Uma reunião realizada na manhã desta terça-feira, 20, definiu um acordo entre a Prefeitura de Canoas e o Governo do RS para um estudo criterioso da situação das famílias do Loteamento João de Barro, no bairro Niterói.
No encontro, a titular da Secretaria Municipal de Desenvolvimento Urbano e Habitação, Joceane Gasparetto, e o diretor do diretor de Regularização Fundiária, Roberto Decó, pediram uma posição do Governo a respeito a proposta entregue em agosto deste ano pela Prefeitura para o encaminhamento do processo de regularização das famílias em situação ilegal e em área de risco naquela área, atualmente pertencente ao Estado, e que era gerenciada pela extinta Companhia de Habitação do Estado do Rio Grande do Sul (Cohab). "Temos realizada melhorias no local, e há também um projeto de ação territorial integrada para o Loteamento", explica a secretária Joceane. "No entanto, a negociação junto ao Governo Fedral para a viabilização de recursos, através do PAC 2 (Programa de Aceleração do Crescimento) será prejudicada se essa área não pertencer ao município", acrescenta.

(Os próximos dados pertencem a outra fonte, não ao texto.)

// Proxy configuration, probing and local detection
//
// A proxy is an immutable value: every retry attempt builds a fresh HTTP
// client (or a fresh yt-dlp process) from it.

use serde::{Deserialize, Serialize};
use std::fmt;
use std::str::FromStr;
use std::time::Duration;
use tokio::net::TcpStream;
use tokio::time::timeout;
use tracing::{debug, info};

use super::errors::DownloadError;

/// Ports local proxy clients (Clash, V2Ray, Squid, Tor, ...) usually listen on
pub const COMMON_HTTP_PORTS: [u16; 8] = [7897, 1080, 8080, 7890, 10809, 8118, 3128, 8000];
pub const COMMON_SOCKS5_PORTS: [u16; 6] = [7897, 1080, 10808, 7891, 1081, 9050];

pub const DEFAULT_SOCKS5_PORT: u16 = 1080;

/// Reachability probe target
pub const PROBE_URL: &str = "https://www.google.com";

/// Supported proxy protocols
#[derive(Debug, Clone, Copy, PartialEq, Eq, Hash, Default, Serialize, Deserialize)]
#[serde(rename_all = "lowercase")]
pub enum ProxyKind {
    #[default]
    Http,
    Socks5,
}

impl fmt::Display for ProxyKind {
    fn fmt(&self, f: &mut fmt::Formatter<'_>) -> fmt::Result {
        match self {
            ProxyKind::Http => write!(f, "http"),
            ProxyKind::Socks5 => write!(f, "socks5"),
        }
    }
}

impl FromStr for ProxyKind {
    type Err = String;

    fn from_str(s: &str) -> Result<Self, Self::Err> {
        match s.trim().to_lowercase().as_str() {
            "http" | "https" => Ok(ProxyKind::Http),
            "socks5" | "socks5h" | "socks" => Ok(ProxyKind::Socks5),
            other => Err(format!(
                "unsupported proxy type '{}', expected http or socks5",
                other
            )),
        }
    }
}

/// A single proxy endpoint
#[derive(Debug, Clone, PartialEq, Eq, Hash, Serialize, Deserialize)]
pub struct ProxyConfig {
    pub kind: ProxyKind,
    pub host: String,
    pub port: u16,
}

impl ProxyConfig {
    pub fn new(kind: ProxyKind, host: impl Into<String>, port: u16) -> Self {
        Self {
            kind,
            host: host.into(),
            port,
        }
    }

    /// Clash Verge's default mixed port
    pub fn clash_verge() -> Self {
        Self::new(ProxyKind::Http, "127.0.0.1", 7897)
    }

    /// Parse `host:port` or `scheme://host:port`.
    ///
    /// A scheme in the address wins over `kind`. SOCKS5 without a port
    /// falls back to 1080; HTTP requires one.
    pub fn parse(address: &str, kind: ProxyKind) -> Result<Self, DownloadError> {
        let address = address.trim();
        let (kind, rest) = match address.split_once("://") {
            Some((scheme, rest)) => (
                scheme.parse::<ProxyKind>().map_err(DownloadError::InvalidUrl)?,
                rest,
            ),
            None => (kind, address),
        };
        let rest = rest.trim_end_matches('/');

        let (host, port) = match rest.rsplit_once(':') {
            Some((host, port)) => {
                let port: u16 = port.parse().map_err(|_| {
                    DownloadError::InvalidUrl(format!("invalid proxy port '{}'", port))
                })?;
                (host, port)
            }
            None if kind == ProxyKind::Socks5 => (rest, DEFAULT_SOCKS5_PORT),
            None => {
                return Err(DownloadError::InvalidUrl(format!(
                    "proxy address '{}' needs a port (host:port)",
                    address
                )))
            }
        };

        if host.is_empty() {
            return Err(DownloadError::InvalidUrl(format!(
                "proxy address '{}' has no host",
                address
            )));
        }

        Ok(Self::new(kind, host, port))
    }

    /// Proxy URL understood by both yt-dlp and reqwest.
    /// SOCKS5 uses `socks5h` so host names resolve on the proxy side.
    pub fn url(&self) -> String {
        match self.kind {
            ProxyKind::Http => format!("http://{}:{}", self.host, self.port),
            ProxyKind::Socks5 => format!("socks5h://{}:{}", self.host, self.port),
        }
    }

    pub fn reqwest_proxy(&self) -> Result<reqwest::Proxy, DownloadError> {
        reqwest::Proxy::all(self.url())
            .map_err(|e| DownloadError::InvalidUrl(format!("invalid proxy {}: {}", self, e)))
    }
}

impl fmt::Display for ProxyConfig {
    fn fmt(&self, f: &mut fmt::Formatter<'_>) -> fmt::Result {
        write!(f, "{}", self.url())
    }
}

/// Send one request through the proxy to check it can reach the internet
pub async fn test_proxy(proxy: &ProxyConfig, limit: Duration) -> Result<(), DownloadError> {
    info!("[Proxy] Testing {} against {}", proxy, PROBE_URL);

    let client = reqwest::Client::builder()
        .proxy(proxy.reqwest_proxy()?)
        .danger_accept_invalid_certs(true)
        .timeout(limit)
        .build()
        .map_err(|e| DownloadError::Network(format!("failed to build HTTP client: {}", e)))?;

    let response = client.get(PROBE_URL).send().await?;
    debug!("[Proxy] Probe answered with HTTP {}", response.status());
    Ok(())
}

/// Probe 127.0.0.1 on the common proxy ports
pub async fn detect_local_proxies() -> Vec<ProxyConfig> {
    detect_proxies_on("127.0.0.1", &COMMON_HTTP_PORTS, &COMMON_SOCKS5_PORTS).await
}

/// TCP-connect probe; a listening port counts as a candidate proxy
pub async fn detect_proxies_on(
    host: &str,
    http_ports: &[u16],
    socks5_ports: &[u16],
) -> Vec<ProxyConfig> {
    let mut found = Vec::new();

    let candidates = http_ports
        .iter()
        .map(|p| (ProxyKind::Http, *p))
        .chain(socks5_ports.iter().map(|p| (ProxyKind::Socks5, *p)));

    for (kind, port) in candidates {
        if port_is_open(host, port).await {
            debug!("[ProxyDetect] {} port {} is open", kind, port);
            found.push(ProxyConfig::new(kind, host, port));
        }
    }

    if found.is_empty() {
        debug!("[ProxyDetect] No local proxy detected");
    }
    found
}

async fn port_is_open(host: &str, port: u16) -> bool {
    matches!(
        timeout(
            Duration::from_millis(200),
            TcpStream::connect((host, port))
        )
        .await,
        Ok(Ok(_))
    )
}

#[cfg(test)]
mod tests {
    use super::*;

    #[test]
    fn test_parse_host_port() {
        let p = ProxyConfig::parse("127.0.0.1:7890", ProxyKind::Http).unwrap();
        assert_eq!(p, ProxyConfig::new(ProxyKind::Http, "127.0.0.1", 7890));
        assert_eq!(p.url(), "http://127.0.0.1:7890");
    }

    #[test]
    fn test_parse_scheme_overrides_kind() {
        let p = ProxyConfig::parse("socks5://proxy.local:9050", ProxyKind::Http).unwrap();
        assert_eq!(p.kind, ProxyKind::Socks5);
        assert_eq!(p.url(), "socks5h://proxy.local:9050");
    }

    #[test]
    fn test_socks5_default_port() {
        let p = ProxyConfig::parse("10.0.0.2", ProxyKind::Socks5).unwrap();
        assert_eq!(p.port, DEFAULT_SOCKS5_PORT);
        assert!(ProxyConfig::parse("10.0.0.2", ProxyKind::Http).is_err());
    }

    #[test]
    fn test_parse_rejects_bad_input() {
        assert!(ProxyConfig::parse("127.0.0.1:notaport", ProxyKind::Http).is_err());
        assert!(ProxyConfig::parse(":8080", ProxyKind::Http).is_err());
        assert!(ProxyConfig::parse("ftp://h:1", ProxyKind::Http).is_err());
    }

    #[test]
    fn test_clash_verge_preset() {
        assert_eq!(ProxyConfig::clash_verge().url(), "http://127.0.0.1:7897");
    }

    #[test]
    fn test_reqwest_proxy_builds() {
        assert!(ProxyConfig::new(ProxyKind::Socks5, "127.0.0.1", 1080)
            .reqwest_proxy()
            .is_ok());
    }

    #[tokio::test]
    async fn test_detects_listening_port() {
        let listener = tokio::net::TcpListener::bind("127.0.0.1:0").await.unwrap();
        let port = listener.local_addr().unwrap().port();

        let found = detect_proxies_on("127.0.0.1", &[port], &[]).await;
        assert_eq!(found, vec![ProxyConfig::new(ProxyKind::Http, "127.0.0.1", port)]);
    }

    #[tokio::test]
    async fn test_closed_port_not_reported() {
        let port = {
            let listener = tokio::net::TcpListener::bind("127.0.0.1:0").await.unwrap();
            listener.local_addr().unwrap().port()
        };
        assert!(detect_proxies_on("127.0.0.1", &[], &[port]).await.is_empty());
    }
}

O secretário adjunto da Secretaria Estadual de Habitação, Saneamento e Desenvolvimento Urbano (SEHADUR), Guilester Ribas Neves, se dispôs a cooperar com o município para um estudo e identificação da realidade atual da situação das famílias daquele loteamento. "Estamos respeitando as condições contratuais, no sentido de não vender propriedades não-regularizadas", diz. Já o diretor de Regularização Fundiária da SMDUH de Canoas, Roberto Decó, esclareceu que o plano de regularização daquela área, formalizado através de um Plano de Ajustamento de Conduta (TAC), em 2005, não corresponde mais à realidade do local. "Há na localidade muitas famílias em situação de risco, que tem procurado a prefeitura para legalizar sua situação", explica.

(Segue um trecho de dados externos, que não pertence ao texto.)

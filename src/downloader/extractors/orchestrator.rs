// InfoExtractor Orchestrator - mode selection and fallback
//
// Strategy:
// 1. Python / Cli modes use exactly that extractor
// 2. Auto tries the native binary first (faster), then the Python module
// 3. Fallback is skipped when the first failure is final (bad URL, removed video)

use tracing::{info, warn};

use super::cli::CliInfoExtractor;
use super::python::PythonInfoExtractor;
use super::traits::{ExtractorConfig, ExtractorMode, InfoExtractor};
use crate::downloader::errors::DownloadError;
use crate::downloader::models::VideoInfo;

/// Orchestrator that manages Python and CLI extractors
pub struct InfoExtractorOrchestrator {
    python: Box<dyn InfoExtractor>,
    cli: Box<dyn InfoExtractor>,
}

impl InfoExtractorOrchestrator {
    pub fn new() -> Self {
        Self {
            python: Box::new(PythonInfoExtractor::new()),
            cli: Box::new(CliInfoExtractor::new()),
        }
    }

    pub fn with_extractors(python: Box<dyn InfoExtractor>, cli: Box<dyn InfoExtractor>) -> Self {
        Self { python, cli }
    }

    /// Mode Auto would start with right now
    pub fn recommend_mode(&self) -> ExtractorMode {
        if self.cli.is_available() {
            ExtractorMode::Cli
        } else {
            ExtractorMode::Python
        }
    }

    /// Get availability status
    pub fn get_status(&self) -> OrchestratorStatus {
        OrchestratorStatus {
            python_available: self.python.is_available(),
            cli_available: self.cli.is_available(),
            recommended_mode: self.recommend_mode(),
        }
    }

    /// Extract video info following `config.mode`
    pub async fn extract(
        &self,
        url: &str,
        config: &ExtractorConfig,
    ) -> Result<VideoInfo, DownloadError> {
        match config.mode {
            ExtractorMode::Python => self.python.extract(url, config).await,
            ExtractorMode::Cli => self.cli.extract(url, config).await,
            ExtractorMode::Auto => self.extract_auto(url, config).await,
        }
    }

    async fn extract_auto(
        &self,
        url: &str,
        config: &ExtractorConfig,
    ) -> Result<VideoInfo, DownloadError> {
        let primary = &self.cli;
        let fallback = &self.python;

        info!("[Orchestrator] Trying primary mode: {}", primary.name());
        let first_error = match primary.extract(url, config).await {
            Ok(info) => {
                info!("[Orchestrator] Primary mode {} succeeded", primary.name());
                return Ok(info);
            }
            Err(e) => e,
        };
        warn!("[Orchestrator] Primary mode {} failed: {}", primary.name(), first_error);

        if first_error.stops_fallback() {
            return Err(first_error);
        }

        info!("[Orchestrator] Trying fallback mode: {}", fallback.name());
        match fallback.extract(url, config).await {
            Ok(info) => {
                info!("[Orchestrator] Fallback mode {} succeeded", fallback.name());
                Ok(info)
            }
            // A missing Python module says nothing about the video; keep the real error
            Err(DownloadError::ToolNotFound(_))
                if !matches!(first_error, DownloadError::ToolNotFound(_)) =>
            {
                Err(first_error)
            }
            Err(DownloadError::ToolNotFound(_)) => Err(DownloadError::ToolNotFound(
                "Neither Python yt_dlp nor yt-dlp binary available".to_string(),
            )),
            Err(e) => {
                warn!("[Orchestrator] Fallback mode {} failed: {}", fallback.name(), e);
                Err(e)
            }
        }
    }
}

impl Default for InfoExtractorOrchestrator {
    fn default() -> Self {
        Self::new()
    }
}

/// Status of the orchestrator
#[derive(Debug, Clone)]
pub struct OrchestratorStatus {
    pub python_available: bool,
    pub cli_available: bool,
    pub recommended_mode: ExtractorMode,
}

Os representantes do Governo do Estado notam que as áreas já regularizadas não podem ser cedidas ao município. "Um dos limitantes para cedermos essa área ao município é que há impedimentos jurídicos, visto que essa área tornou-se um loteamento urbanizado", observa Amilcar Sica Lamas, assessor da força-tarefa da SEHADUR. Outro problema colocado pela equipe técnica da prefeitura de Canoas é que algumas famílias resistem em se deslocar do local, pois tem um histórico de vivências e necessidades ali, o que prejudica a transferência para outras áreas, preparadas para essa finalidade pelo governo municipal. "O município mudou em cinco anos, de modo que temos que oferecer uma alternativa que mantenha essas famílias próximas ao local onde estão", salienta o diretor Roberto Decó.
O secretário adjunto da SEHADUR concordou com a proposta de criar um grupo de trabalho para atuar em conjunto com o município para uma solução definitiva dessa questão. A reunião ocorreu no gabinete da SEHADUR, em Porto Alegre, e contou também com a participação do assessor da força-tarefa da SEHADUR, Jorge Gavronski.